** Opening Data for review block **
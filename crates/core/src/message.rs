//! Message - the unit of work flowing through the pipeline
//!
//! A message carries an immutable-once-set byte body, free-form metadata
//! (routing key, trace id, ...) and a one-shot completion state machine.
//! The receiver that created a message can wait for its terminal status;
//! whichever actor finishes the message calls [`Message::complete`] exactly
//! once.
//!
//! # Design
//!
//! - `Message` is a cheap `Arc` handle; actors clone it freely while the
//!   payload stays shared.
//! - Body, metadata and status live behind a single `parking_lot::Mutex`,
//!   held only for the duration of the field access - never across an
//!   await point.
//! - Completion is observable both from async tasks ([`Message::completed`])
//!   and from plain threads ([`Message::wait`]); all waiters see the same
//!   terminal status, including waiters that subscribe after completion.

use std::collections::HashMap;
use std::sync::Arc;

use bytes::Bytes;
use parking_lot::{Condvar, Mutex};
use tokio::sync::watch;

use crate::error::{CoreError, Result};
use crate::value::Value;

/// Terminal (and initial) status of a message
///
/// A message starts as `New` and transitions exactly once to any other
/// status. The terminal status is the only result channel between the
/// actor that finished the message and the original sender.
#[derive(Debug, Clone, Copy, PartialEq, Eq)]
pub enum Status {
    /// Not yet completed
    New,
    /// Left the pipeline successfully
    Done,
    /// Some pipeline branches delivered the message, some failed
    PartialSend,
    /// Recognised as invalid by a component; can not proceed
    Invalid,
    /// Submission failed
    Failed,
    /// A component triggered a timeout watermark
    TimedOut,
    /// No destination exists under the requested routing key
    Unroutable,
    /// Dropped due to quota exhaustion
    Throttled,
}

impl Status {
    /// Whether this status is terminal (anything but `New`)
    #[inline]
    pub fn is_terminal(&self) -> bool {
        !matches!(self, Self::New)
    }

    /// Status name for logging
    pub fn as_str(&self) -> &'static str {
        match self {
            Self::New => "new",
            Self::Done => "done",
            Self::PartialSend => "partial_send",
            Self::Invalid => "invalid",
            Self::Failed => "failed",
            Self::TimedOut => "timed_out",
            Self::Unroutable => "unroutable",
            Self::Throttled => "throttled",
        }
    }
}

impl std::fmt::Display for Status {
    fn fmt(&self, f: &mut std::fmt::Formatter<'_>) -> std::fmt::Result {
        f.write_str(self.as_str())
    }
}

/// Mutable message state, guarded by one lock
struct State {
    body: Bytes,
    meta: HashMap<String, Value>,
    status: Status,
}

struct Inner {
    state: Mutex<State>,
    /// Releases blocking waiters; paired with `state`
    cond: Condvar,
    /// Releases async waiters; the payload mirrors the committed status
    done_tx: watch::Sender<Status>,
}

/// A pipeline message: shared handle over body, metadata and completion
#[derive(Clone)]
pub struct Message {
    inner: Arc<Inner>,
}

impl Message {
    /// Create a new message, defensively copying the body
    pub fn new(body: &[u8]) -> Self {
        Self::from_parts(Bytes::copy_from_slice(body), HashMap::new())
    }

    fn from_parts(body: Bytes, meta: HashMap<String, Value>) -> Self {
        let (done_tx, _) = watch::channel(Status::New);
        Self {
            inner: Arc::new(Inner {
                state: Mutex::new(State {
                    body,
                    meta,
                    status: Status::New,
                }),
                cond: Condvar::new(),
                done_tx,
            }),
        }
    }

    /// Current message body
    #[inline]
    pub fn body(&self) -> Bytes {
        self.inner.state.lock().body.clone()
    }

    /// Replace the message body
    pub fn set_body(&self, body: impl Into<Bytes>) {
        self.inner.state.lock().body = body.into();
    }

    /// Look up a metadata value
    pub fn meta(&self, key: &str) -> Option<Value> {
        self.inner.state.lock().meta.get(key).cloned()
    }

    /// Set a metadata value
    pub fn set_meta(&self, key: impl Into<String>, value: impl Into<Value>) {
        self.inner.state.lock().meta.insert(key.into(), value.into());
    }

    /// All metadata keys currently set
    pub fn meta_keys(&self) -> Vec<String> {
        self.inner.state.lock().meta.keys().cloned().collect()
    }

    /// Current status (`New` until completed)
    #[inline]
    pub fn status(&self) -> Status {
        self.inner.state.lock().status
    }

    /// Complete the message with a terminal status
    ///
    /// Transitions `New -> status` exactly once and releases all current
    /// and future waiters. A repeated call returns
    /// [`CoreError::AlreadyCompleted`] and leaves the committed status
    /// untouched.
    pub fn complete(&self, status: Status) -> Result<()> {
        {
            let mut state = self.inner.state.lock();
            if state.status != Status::New {
                return Err(CoreError::AlreadyCompleted);
            }
            state.status = status;
            self.inner.cond.notify_all();
        }
        // Watch subscribers observe the committed status without the lock.
        let _ = self.inner.done_tx.send(status);
        Ok(())
    }

    /// Await completion from an async task
    ///
    /// Returns immediately if the message is already completed. Any number
    /// of concurrent waiters observe the identical terminal status.
    pub async fn completed(&self) -> Status {
        let mut rx = self.inner.done_tx.subscribe();
        loop {
            let status = *rx.borrow_and_update();
            if status.is_terminal() {
                return status;
            }
            if rx.changed().await.is_err() {
                // Sender lives as long as this handle; unreachable in practice.
                return *rx.borrow();
            }
        }
    }

    /// Block the calling thread until completion
    ///
    /// The blocking twin of [`Message::completed`], for waiters outside the
    /// async runtime. Do not call from an async task.
    pub fn wait(&self) -> Status {
        let mut state = self.inner.state.lock();
        while !state.status.is_terminal() {
            self.inner.cond.wait(&mut state);
        }
        state.status
    }

    /// Produce an independent copy
    ///
    /// The copy shares no mutable state with the original: it starts `New`
    /// with its own completion signal, the same body bytes and a duplicated
    /// metadata map.
    pub fn copy(&self) -> Self {
        let state = self.inner.state.lock();
        Self::from_parts(state.body.clone(), state.meta.clone())
    }
}

impl std::fmt::Debug for Message {
    fn fmt(&self, f: &mut std::fmt::Formatter<'_>) -> std::fmt::Result {
        let state = self.inner.state.lock();
        f.debug_struct("Message")
            .field("len", &state.body.len())
            .field("status", &state.status)
            .field("meta_keys", &state.meta.len())
            .finish()
    }
}

#[cfg(test)]
#[path = "message_test.rs"]
mod message_test;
** Closing Data for review block **
What is expected:
Retype exactly the lines of the data above that fall between the line with "self.inner.state.lock().meta.insert(key.into(), value.into());" and the line with "pub fn status(&self)", inclusive, and add nothing.

Task solution:
        self.inner.state.lock().meta.insert(key.into(), value.into());
    }

    /// All metadata keys currently set
    pub fn meta_keys(&self) -> Vec<String> {
        self.inner.state.lock().meta.keys().cloned().collect()
    }

    /// Current status (`New` until completed)
    #[inline]
    pub fn status(&self) -> Status {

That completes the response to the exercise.